GOAL OF THE EXERCISE: Copy out all lines of the records in which the word "FilterStack" appears.
┌─ RECORDED INFORMATION
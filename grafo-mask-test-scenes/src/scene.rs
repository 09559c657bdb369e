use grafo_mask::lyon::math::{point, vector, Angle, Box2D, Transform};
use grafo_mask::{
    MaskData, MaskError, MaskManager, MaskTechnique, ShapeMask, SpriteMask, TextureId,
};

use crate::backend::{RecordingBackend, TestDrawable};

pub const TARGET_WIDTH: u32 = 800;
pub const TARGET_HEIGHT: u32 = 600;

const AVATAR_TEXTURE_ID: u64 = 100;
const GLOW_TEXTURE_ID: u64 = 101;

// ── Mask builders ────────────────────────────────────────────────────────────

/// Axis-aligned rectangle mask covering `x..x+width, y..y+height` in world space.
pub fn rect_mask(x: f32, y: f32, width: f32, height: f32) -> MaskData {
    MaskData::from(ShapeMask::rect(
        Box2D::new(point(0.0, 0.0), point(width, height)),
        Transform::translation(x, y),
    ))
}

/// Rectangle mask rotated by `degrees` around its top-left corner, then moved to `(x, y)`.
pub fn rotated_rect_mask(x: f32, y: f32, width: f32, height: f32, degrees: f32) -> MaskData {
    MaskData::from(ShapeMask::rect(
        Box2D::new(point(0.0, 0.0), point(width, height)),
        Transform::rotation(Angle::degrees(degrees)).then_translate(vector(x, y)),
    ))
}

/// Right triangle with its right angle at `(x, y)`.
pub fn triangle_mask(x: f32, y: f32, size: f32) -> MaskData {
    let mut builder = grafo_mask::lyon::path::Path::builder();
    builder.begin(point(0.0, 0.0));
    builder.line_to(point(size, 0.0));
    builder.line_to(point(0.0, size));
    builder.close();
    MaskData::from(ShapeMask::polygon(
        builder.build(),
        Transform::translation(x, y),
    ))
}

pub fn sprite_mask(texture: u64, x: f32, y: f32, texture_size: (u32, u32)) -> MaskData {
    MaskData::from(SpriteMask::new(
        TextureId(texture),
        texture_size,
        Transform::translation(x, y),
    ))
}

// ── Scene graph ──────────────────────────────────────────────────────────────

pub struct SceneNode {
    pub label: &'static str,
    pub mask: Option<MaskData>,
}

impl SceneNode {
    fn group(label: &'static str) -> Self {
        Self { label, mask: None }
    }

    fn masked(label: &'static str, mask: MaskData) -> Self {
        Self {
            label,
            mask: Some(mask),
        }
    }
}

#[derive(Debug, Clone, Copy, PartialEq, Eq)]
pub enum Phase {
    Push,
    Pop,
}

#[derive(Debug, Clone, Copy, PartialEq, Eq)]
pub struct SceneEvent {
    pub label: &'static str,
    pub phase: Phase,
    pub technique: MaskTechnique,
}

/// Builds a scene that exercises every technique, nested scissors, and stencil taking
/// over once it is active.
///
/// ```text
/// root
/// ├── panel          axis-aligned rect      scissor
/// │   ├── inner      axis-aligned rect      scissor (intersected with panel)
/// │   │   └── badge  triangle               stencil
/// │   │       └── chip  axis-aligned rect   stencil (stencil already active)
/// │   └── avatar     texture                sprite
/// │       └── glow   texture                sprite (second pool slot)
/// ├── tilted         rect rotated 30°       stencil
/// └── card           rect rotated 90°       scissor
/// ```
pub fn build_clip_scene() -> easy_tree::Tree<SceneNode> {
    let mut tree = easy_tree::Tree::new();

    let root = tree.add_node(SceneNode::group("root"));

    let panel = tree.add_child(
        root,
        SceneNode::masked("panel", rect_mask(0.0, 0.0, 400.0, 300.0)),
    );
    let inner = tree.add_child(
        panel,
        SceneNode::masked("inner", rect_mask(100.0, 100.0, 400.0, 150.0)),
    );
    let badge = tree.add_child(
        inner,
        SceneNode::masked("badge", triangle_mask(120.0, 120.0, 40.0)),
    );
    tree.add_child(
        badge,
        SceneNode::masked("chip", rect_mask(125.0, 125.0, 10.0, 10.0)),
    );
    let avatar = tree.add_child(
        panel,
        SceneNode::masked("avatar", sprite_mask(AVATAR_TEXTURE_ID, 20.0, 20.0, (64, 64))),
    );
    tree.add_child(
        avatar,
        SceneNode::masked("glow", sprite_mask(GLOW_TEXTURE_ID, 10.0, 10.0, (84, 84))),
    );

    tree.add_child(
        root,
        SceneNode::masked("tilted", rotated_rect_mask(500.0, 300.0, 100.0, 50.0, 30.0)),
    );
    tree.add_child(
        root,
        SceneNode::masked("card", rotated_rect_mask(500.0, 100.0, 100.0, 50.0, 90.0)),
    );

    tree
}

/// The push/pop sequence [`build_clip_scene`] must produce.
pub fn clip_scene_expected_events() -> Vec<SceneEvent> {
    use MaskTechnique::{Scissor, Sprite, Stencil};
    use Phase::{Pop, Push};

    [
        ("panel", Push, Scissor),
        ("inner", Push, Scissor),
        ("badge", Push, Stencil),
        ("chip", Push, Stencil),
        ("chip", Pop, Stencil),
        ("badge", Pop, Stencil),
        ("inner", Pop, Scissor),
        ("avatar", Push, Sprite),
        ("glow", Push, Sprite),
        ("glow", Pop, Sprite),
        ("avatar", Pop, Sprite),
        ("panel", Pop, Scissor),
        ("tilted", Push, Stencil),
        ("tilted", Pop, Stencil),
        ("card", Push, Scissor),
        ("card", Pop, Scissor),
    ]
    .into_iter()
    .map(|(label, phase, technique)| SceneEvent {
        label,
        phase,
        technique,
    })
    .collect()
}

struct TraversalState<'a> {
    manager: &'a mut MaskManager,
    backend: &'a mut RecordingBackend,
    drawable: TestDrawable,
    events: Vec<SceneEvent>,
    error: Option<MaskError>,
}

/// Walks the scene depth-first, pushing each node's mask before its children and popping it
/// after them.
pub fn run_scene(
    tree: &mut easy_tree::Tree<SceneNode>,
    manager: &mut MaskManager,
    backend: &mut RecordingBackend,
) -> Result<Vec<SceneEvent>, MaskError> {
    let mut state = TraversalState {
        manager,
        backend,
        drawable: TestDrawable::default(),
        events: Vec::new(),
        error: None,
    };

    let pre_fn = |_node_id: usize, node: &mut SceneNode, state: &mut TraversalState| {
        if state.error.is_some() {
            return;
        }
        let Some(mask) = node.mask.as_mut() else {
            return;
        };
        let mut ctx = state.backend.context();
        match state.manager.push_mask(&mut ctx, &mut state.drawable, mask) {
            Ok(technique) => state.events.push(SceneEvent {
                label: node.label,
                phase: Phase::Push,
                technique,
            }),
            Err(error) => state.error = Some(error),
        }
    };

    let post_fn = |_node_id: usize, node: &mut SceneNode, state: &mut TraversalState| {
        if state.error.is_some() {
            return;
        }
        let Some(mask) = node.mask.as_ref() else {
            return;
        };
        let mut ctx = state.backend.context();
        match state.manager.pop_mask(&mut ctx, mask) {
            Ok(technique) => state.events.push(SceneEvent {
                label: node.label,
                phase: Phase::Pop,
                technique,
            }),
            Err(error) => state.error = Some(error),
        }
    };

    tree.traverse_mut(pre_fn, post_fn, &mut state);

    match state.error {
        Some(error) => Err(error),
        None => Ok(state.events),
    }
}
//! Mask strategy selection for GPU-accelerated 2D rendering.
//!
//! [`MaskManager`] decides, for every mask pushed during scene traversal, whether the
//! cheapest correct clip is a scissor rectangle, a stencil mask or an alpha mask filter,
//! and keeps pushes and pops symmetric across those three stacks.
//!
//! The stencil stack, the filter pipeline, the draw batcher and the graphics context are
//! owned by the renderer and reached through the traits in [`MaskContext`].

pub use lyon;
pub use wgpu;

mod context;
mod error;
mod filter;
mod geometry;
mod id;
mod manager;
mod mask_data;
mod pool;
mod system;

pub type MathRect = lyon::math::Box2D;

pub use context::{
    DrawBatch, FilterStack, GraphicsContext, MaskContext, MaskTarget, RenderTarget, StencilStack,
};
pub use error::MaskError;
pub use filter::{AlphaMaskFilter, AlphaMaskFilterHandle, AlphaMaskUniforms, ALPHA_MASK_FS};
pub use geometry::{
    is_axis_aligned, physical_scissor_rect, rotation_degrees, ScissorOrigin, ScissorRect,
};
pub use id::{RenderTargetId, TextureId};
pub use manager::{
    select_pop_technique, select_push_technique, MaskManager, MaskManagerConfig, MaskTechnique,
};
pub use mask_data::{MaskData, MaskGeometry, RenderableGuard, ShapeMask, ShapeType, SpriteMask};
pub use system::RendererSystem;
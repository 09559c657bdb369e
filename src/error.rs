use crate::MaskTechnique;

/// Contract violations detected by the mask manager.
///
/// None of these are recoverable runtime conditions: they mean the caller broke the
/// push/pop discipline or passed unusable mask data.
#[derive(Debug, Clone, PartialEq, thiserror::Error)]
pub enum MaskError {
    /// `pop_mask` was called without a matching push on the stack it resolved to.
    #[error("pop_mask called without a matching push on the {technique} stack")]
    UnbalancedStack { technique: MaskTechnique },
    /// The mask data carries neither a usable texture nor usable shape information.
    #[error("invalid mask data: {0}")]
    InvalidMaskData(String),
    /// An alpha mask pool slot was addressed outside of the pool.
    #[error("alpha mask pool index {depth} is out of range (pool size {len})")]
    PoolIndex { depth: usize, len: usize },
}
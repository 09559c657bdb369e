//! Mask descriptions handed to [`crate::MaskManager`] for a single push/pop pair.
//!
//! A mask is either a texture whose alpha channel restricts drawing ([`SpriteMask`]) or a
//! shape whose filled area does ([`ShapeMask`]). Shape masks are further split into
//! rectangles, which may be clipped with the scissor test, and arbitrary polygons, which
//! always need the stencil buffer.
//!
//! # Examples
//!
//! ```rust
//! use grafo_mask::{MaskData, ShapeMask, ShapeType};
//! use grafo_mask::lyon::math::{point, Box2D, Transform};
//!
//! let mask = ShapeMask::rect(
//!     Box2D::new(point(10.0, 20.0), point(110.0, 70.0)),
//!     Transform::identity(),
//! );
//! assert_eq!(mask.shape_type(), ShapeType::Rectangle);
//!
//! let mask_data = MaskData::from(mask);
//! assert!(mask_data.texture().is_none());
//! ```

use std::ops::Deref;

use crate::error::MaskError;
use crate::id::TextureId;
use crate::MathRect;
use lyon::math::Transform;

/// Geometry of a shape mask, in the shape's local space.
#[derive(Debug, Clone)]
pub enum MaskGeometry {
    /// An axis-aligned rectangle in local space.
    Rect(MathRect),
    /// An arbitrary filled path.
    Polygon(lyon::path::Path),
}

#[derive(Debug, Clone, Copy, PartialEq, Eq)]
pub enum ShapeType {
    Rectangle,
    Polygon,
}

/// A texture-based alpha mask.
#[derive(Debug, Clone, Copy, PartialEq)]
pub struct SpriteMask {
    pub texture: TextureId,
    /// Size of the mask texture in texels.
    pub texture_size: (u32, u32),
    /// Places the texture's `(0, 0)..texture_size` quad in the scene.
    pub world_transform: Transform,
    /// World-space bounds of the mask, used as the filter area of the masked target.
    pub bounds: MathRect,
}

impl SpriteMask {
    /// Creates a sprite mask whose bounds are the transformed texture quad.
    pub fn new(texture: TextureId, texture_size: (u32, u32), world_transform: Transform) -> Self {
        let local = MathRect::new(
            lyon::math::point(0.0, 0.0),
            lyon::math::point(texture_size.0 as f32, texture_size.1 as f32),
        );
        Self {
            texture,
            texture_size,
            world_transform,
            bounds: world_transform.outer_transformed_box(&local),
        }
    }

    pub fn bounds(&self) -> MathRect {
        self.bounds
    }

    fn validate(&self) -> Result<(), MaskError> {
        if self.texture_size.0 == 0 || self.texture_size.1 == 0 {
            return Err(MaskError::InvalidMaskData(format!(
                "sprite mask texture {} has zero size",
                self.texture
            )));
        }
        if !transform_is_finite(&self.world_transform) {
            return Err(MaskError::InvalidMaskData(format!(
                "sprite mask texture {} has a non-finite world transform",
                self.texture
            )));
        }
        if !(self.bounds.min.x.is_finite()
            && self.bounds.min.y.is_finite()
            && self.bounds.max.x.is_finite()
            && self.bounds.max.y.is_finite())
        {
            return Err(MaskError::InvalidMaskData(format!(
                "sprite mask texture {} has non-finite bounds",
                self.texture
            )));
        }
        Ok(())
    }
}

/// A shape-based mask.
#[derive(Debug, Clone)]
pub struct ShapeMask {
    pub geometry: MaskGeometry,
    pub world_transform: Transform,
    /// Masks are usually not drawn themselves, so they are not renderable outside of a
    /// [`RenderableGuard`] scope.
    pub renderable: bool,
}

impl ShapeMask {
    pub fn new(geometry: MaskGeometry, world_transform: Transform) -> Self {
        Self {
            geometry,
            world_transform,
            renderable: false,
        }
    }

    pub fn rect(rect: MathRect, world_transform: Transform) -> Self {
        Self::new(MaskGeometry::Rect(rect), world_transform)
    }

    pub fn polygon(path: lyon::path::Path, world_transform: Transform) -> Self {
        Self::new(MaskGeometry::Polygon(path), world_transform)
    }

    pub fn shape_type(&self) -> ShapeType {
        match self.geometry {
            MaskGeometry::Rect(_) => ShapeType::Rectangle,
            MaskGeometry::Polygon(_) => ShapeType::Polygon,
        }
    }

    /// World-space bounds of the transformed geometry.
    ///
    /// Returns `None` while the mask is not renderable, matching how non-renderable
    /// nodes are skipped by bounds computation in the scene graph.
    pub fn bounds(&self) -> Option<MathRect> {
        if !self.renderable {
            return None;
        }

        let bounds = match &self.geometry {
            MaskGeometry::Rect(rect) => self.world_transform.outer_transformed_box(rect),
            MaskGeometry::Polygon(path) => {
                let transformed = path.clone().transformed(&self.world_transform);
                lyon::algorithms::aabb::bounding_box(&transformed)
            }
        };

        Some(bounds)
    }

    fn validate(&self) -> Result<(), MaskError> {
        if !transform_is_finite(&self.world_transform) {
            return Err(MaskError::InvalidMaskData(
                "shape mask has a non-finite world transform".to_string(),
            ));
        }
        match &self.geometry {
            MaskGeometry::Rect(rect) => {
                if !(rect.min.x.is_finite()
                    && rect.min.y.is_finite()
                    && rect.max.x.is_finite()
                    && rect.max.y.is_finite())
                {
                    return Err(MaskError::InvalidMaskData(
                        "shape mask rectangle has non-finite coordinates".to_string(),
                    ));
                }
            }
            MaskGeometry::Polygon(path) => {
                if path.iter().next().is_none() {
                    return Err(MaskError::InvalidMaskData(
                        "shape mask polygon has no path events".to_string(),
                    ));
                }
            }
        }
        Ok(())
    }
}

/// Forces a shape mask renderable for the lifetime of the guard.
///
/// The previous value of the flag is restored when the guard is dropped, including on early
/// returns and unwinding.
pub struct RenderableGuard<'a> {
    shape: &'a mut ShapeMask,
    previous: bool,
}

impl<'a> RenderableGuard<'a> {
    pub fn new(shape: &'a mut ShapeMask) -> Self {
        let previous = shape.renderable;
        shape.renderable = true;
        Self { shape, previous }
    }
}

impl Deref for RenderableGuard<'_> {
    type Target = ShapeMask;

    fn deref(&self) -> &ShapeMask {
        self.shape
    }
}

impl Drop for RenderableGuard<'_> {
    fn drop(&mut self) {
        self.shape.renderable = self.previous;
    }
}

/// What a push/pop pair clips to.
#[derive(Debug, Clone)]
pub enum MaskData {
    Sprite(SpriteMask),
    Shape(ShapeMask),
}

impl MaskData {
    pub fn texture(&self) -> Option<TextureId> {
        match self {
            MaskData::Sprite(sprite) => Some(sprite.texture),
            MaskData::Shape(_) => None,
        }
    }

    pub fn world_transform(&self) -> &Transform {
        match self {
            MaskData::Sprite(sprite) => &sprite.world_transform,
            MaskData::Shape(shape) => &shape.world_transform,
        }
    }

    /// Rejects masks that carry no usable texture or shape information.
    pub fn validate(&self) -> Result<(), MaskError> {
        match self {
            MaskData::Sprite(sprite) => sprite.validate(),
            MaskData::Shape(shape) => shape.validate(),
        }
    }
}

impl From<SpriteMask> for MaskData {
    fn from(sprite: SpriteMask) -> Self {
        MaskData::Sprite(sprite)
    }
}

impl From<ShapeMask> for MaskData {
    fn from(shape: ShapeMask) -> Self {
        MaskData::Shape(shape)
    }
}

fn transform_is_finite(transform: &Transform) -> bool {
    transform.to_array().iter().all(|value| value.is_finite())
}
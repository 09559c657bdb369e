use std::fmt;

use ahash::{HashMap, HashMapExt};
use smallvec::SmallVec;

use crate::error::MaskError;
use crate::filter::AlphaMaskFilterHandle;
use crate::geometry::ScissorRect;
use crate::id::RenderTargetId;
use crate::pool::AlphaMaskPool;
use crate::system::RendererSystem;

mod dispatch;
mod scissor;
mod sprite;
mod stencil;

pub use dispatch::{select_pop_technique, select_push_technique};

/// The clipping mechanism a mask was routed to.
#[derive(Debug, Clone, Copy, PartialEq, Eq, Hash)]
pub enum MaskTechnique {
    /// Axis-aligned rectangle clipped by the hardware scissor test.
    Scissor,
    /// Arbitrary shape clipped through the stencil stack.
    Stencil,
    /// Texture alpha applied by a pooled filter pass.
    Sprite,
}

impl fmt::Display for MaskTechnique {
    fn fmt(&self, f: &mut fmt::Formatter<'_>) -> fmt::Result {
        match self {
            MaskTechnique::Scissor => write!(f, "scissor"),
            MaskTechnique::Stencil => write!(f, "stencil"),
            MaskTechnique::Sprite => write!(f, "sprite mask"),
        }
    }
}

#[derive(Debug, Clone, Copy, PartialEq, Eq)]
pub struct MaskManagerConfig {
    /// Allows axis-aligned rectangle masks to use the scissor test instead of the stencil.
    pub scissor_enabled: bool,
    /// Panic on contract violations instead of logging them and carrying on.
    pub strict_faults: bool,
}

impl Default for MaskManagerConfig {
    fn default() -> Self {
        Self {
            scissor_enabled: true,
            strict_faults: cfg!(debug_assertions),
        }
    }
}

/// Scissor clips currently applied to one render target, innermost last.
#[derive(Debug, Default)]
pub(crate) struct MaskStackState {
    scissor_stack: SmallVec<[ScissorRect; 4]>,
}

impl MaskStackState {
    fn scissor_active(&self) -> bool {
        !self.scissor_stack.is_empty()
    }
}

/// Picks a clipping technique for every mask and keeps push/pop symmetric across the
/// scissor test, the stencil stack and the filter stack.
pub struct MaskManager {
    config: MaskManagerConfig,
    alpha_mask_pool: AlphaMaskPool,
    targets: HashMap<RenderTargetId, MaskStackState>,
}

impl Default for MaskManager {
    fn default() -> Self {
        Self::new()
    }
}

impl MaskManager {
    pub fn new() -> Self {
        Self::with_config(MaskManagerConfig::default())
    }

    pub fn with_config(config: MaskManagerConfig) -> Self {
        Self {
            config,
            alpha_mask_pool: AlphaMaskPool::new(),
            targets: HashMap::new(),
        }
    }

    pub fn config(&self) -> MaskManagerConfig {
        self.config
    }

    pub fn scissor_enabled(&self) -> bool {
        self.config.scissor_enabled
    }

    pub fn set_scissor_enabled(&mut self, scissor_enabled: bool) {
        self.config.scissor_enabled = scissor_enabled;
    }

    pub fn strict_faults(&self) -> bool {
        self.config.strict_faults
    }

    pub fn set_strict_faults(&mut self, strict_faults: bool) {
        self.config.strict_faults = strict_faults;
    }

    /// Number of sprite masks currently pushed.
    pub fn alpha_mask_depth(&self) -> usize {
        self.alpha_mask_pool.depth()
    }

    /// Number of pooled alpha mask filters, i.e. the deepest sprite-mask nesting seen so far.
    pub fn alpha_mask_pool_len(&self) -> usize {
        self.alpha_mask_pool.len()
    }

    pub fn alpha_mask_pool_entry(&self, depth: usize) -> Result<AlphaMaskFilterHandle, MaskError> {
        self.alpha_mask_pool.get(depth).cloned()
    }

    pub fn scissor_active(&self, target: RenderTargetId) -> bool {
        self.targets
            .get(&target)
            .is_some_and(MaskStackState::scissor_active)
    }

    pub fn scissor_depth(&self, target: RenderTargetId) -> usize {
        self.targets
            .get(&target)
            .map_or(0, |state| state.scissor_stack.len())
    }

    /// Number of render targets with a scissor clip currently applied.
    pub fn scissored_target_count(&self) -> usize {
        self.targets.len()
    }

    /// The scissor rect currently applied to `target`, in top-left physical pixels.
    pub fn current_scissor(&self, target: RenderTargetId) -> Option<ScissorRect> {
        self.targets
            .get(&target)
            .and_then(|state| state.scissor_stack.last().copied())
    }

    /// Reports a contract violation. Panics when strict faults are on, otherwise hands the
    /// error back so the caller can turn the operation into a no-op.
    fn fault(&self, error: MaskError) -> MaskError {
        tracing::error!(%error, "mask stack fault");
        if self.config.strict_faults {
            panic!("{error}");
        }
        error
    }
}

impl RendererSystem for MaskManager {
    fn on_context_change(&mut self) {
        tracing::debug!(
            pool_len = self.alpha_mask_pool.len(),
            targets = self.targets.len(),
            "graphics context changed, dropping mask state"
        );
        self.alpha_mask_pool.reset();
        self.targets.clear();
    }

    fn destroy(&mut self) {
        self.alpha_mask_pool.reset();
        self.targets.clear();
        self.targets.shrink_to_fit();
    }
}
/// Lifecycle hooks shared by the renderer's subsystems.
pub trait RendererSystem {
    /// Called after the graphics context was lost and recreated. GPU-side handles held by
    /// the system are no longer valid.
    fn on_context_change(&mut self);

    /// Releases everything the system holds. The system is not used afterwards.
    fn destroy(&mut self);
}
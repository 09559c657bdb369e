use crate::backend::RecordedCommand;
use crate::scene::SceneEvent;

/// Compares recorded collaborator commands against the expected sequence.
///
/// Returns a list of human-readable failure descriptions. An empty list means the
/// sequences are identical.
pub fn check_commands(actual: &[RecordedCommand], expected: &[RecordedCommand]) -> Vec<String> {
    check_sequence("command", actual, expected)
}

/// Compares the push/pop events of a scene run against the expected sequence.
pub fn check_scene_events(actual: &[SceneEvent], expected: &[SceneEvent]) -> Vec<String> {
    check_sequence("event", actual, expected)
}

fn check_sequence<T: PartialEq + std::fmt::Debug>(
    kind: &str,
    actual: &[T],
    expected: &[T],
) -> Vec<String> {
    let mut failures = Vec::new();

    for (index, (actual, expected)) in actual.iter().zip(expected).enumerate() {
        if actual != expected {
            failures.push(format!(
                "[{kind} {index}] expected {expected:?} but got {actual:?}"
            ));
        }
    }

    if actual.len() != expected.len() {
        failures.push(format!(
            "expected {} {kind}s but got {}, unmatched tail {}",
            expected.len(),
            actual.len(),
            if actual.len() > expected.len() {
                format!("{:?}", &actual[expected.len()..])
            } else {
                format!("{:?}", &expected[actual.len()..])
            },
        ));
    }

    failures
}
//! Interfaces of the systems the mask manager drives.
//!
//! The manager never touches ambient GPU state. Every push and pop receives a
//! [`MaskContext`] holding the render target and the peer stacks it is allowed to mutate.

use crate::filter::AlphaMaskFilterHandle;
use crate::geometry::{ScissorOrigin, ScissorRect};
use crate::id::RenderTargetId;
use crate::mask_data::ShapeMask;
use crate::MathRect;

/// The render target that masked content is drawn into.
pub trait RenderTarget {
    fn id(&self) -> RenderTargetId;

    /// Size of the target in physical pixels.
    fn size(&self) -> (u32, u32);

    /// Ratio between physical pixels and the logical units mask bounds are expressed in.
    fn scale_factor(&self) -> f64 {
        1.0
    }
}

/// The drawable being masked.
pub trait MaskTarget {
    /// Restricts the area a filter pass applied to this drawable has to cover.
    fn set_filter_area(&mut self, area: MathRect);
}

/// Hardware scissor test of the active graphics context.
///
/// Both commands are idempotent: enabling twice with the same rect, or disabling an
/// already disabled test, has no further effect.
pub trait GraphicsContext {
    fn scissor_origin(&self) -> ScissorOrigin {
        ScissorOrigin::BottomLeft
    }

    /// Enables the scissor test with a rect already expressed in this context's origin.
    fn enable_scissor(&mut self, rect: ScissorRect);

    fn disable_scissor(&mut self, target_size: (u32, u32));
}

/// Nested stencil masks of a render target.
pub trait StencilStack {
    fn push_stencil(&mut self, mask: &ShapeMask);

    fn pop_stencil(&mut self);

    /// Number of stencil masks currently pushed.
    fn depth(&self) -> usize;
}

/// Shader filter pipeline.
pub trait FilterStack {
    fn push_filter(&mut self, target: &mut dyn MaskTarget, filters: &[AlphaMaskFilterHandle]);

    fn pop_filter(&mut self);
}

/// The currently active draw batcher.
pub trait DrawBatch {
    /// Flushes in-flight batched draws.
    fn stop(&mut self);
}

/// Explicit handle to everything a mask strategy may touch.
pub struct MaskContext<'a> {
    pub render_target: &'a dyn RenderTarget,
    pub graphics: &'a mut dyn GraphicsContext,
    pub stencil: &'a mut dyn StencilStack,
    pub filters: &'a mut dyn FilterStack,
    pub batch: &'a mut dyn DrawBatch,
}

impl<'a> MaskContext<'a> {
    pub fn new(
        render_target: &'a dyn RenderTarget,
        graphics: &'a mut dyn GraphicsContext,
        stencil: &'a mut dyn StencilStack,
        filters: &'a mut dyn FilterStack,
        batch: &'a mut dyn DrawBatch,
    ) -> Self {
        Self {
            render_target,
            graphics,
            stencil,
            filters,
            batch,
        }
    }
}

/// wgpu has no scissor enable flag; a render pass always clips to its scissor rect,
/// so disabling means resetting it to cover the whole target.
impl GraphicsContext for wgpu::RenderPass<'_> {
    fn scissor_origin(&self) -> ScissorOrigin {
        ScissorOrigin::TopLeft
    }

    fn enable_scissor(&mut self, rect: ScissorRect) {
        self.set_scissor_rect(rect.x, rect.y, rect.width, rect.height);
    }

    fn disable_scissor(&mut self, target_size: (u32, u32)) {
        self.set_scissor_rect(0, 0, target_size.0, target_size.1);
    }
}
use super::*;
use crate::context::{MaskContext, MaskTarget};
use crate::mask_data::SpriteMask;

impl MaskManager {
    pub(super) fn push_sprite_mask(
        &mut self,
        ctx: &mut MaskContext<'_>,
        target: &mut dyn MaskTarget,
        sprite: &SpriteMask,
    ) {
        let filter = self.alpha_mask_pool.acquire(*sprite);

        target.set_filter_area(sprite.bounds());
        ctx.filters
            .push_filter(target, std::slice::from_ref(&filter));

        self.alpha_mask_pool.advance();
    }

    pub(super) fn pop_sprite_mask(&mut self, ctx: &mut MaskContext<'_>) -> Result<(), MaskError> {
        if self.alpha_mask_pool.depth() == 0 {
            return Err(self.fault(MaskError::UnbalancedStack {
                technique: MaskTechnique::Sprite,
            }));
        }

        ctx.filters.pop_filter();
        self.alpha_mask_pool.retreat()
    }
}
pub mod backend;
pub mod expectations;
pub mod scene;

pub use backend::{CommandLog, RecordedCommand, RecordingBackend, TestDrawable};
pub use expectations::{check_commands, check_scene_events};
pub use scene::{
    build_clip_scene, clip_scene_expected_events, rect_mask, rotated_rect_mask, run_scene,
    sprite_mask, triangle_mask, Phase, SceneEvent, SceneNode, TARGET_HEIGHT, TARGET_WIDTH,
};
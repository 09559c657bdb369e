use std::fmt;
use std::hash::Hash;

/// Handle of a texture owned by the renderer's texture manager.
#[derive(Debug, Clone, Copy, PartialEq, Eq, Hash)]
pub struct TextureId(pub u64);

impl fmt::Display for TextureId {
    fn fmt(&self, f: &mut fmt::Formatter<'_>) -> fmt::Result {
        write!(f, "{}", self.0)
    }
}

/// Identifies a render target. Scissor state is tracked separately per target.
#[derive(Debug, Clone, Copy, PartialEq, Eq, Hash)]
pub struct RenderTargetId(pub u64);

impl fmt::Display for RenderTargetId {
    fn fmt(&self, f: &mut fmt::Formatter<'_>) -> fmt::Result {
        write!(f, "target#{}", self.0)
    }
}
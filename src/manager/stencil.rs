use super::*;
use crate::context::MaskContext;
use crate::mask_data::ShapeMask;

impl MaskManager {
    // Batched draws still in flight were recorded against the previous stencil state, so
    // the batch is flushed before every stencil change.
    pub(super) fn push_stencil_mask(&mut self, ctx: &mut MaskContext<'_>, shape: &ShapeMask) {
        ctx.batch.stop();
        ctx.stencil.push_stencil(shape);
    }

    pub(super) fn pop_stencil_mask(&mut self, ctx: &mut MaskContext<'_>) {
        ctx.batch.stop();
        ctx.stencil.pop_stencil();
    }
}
└─
ANSWER AREA:
    DrawBatch, FilterStack, GraphicsContext, MaskContext, MaskTarget, RenderTarget, StencilStack,
pub trait FilterStack {
    pub filters: &'a mut dyn FilterStack,
        filters: &'a mut dyn FilterStack,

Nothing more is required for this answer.